- _What is expected_:
Report each line of the entries below that has the word "runtime" in it.

Provided entries Block Start

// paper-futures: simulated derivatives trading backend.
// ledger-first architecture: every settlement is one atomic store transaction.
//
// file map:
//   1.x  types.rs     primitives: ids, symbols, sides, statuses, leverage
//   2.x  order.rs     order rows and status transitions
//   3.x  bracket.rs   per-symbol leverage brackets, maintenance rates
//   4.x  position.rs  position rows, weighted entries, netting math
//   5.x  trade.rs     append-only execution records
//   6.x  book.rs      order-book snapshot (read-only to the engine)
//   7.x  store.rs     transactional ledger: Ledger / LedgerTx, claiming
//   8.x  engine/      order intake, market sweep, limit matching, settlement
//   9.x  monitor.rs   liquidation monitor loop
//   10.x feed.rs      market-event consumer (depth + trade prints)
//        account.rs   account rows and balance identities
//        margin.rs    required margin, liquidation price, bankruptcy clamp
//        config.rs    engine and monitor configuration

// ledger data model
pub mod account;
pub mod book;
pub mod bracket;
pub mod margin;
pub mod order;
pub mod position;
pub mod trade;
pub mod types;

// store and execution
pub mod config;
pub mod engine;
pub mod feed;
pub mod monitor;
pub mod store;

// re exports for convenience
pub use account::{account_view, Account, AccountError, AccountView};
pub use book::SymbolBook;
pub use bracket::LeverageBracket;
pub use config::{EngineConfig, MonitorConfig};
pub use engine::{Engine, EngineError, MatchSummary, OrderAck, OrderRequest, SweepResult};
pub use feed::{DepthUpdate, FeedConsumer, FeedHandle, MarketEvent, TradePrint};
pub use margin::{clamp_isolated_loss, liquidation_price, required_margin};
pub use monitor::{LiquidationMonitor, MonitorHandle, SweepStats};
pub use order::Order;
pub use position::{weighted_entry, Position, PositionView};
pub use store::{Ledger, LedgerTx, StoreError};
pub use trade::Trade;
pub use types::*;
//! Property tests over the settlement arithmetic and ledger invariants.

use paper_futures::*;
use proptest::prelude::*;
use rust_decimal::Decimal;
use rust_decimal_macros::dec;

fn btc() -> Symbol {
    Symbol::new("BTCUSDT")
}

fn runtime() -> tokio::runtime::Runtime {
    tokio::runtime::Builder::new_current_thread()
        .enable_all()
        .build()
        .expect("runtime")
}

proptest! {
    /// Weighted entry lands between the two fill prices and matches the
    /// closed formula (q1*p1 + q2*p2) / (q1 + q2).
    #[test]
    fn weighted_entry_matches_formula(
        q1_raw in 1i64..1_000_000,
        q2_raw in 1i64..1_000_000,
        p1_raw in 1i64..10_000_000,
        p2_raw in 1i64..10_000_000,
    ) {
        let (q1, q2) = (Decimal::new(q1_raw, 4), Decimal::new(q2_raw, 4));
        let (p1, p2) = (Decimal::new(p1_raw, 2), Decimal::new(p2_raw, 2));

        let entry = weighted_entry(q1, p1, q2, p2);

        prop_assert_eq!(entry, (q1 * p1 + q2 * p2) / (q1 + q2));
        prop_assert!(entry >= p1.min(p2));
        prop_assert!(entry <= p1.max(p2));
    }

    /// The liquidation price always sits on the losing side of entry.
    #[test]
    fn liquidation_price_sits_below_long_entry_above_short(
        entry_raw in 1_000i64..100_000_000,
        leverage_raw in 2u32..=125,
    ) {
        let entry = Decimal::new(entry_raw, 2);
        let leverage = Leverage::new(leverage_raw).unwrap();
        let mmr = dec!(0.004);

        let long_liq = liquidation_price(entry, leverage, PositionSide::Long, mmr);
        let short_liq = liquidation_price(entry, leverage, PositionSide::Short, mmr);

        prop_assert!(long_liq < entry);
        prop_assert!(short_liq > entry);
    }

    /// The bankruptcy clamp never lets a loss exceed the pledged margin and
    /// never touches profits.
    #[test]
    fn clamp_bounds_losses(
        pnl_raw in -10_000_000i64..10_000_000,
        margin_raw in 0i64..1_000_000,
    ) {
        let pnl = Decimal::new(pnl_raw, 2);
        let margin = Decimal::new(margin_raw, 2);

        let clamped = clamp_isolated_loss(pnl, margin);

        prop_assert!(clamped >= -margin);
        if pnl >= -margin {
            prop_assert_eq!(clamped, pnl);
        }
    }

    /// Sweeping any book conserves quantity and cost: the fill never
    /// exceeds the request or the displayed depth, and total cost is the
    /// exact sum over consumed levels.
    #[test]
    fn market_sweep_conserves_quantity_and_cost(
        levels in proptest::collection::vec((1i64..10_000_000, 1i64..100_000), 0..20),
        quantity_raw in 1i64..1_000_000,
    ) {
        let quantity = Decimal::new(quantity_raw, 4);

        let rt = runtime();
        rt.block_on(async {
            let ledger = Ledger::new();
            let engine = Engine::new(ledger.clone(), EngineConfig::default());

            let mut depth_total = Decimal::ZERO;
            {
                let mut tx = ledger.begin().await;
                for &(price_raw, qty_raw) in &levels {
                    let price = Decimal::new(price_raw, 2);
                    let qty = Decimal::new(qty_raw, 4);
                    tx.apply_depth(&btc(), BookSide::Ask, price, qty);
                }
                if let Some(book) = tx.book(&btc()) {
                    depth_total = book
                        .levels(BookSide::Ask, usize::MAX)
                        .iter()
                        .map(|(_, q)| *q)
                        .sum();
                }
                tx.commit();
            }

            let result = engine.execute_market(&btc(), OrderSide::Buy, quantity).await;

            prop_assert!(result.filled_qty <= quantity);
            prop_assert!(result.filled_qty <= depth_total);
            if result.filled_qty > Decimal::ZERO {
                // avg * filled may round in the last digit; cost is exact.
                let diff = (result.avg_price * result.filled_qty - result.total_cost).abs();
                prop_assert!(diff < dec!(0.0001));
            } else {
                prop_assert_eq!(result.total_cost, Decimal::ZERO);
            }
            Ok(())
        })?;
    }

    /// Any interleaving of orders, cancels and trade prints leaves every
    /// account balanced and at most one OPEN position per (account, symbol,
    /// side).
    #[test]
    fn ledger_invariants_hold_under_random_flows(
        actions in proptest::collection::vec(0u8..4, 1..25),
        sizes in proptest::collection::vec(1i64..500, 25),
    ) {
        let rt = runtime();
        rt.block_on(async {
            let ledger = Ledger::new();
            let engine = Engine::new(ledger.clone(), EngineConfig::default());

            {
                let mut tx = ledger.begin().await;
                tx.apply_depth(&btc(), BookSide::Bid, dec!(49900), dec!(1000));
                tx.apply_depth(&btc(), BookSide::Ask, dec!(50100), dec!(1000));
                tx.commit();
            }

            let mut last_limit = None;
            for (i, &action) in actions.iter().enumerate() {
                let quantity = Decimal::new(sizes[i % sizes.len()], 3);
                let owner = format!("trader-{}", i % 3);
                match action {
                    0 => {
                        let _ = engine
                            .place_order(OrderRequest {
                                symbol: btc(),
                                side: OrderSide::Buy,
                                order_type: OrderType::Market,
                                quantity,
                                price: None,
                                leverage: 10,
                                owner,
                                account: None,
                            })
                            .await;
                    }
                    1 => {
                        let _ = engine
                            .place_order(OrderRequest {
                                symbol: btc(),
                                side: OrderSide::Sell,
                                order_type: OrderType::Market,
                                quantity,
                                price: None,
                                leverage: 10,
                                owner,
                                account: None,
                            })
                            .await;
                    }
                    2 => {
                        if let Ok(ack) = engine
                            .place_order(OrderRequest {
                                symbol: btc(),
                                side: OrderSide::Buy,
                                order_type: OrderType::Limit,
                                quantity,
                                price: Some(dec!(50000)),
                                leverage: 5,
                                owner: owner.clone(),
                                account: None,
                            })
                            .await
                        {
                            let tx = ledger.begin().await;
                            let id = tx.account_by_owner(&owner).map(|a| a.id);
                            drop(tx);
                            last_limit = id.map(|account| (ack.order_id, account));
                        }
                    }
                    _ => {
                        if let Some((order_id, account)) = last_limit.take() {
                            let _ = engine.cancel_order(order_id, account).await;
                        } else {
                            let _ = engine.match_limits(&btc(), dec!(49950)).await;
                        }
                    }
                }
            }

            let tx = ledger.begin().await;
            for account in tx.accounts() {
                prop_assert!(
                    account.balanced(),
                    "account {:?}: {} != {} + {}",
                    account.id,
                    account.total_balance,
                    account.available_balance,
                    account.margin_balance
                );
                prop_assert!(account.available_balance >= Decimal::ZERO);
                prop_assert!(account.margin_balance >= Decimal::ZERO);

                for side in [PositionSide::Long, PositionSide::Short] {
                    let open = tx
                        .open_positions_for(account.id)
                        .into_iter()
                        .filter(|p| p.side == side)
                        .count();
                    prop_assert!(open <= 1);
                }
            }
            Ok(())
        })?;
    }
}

Provided entries Block End

- _Response_:
fn runtime() -> tokio::runtime::Runtime {
    tokio::runtime::Builder::new_current_thread()
        .expect("runtime")
        let rt = runtime();
        let rt = runtime();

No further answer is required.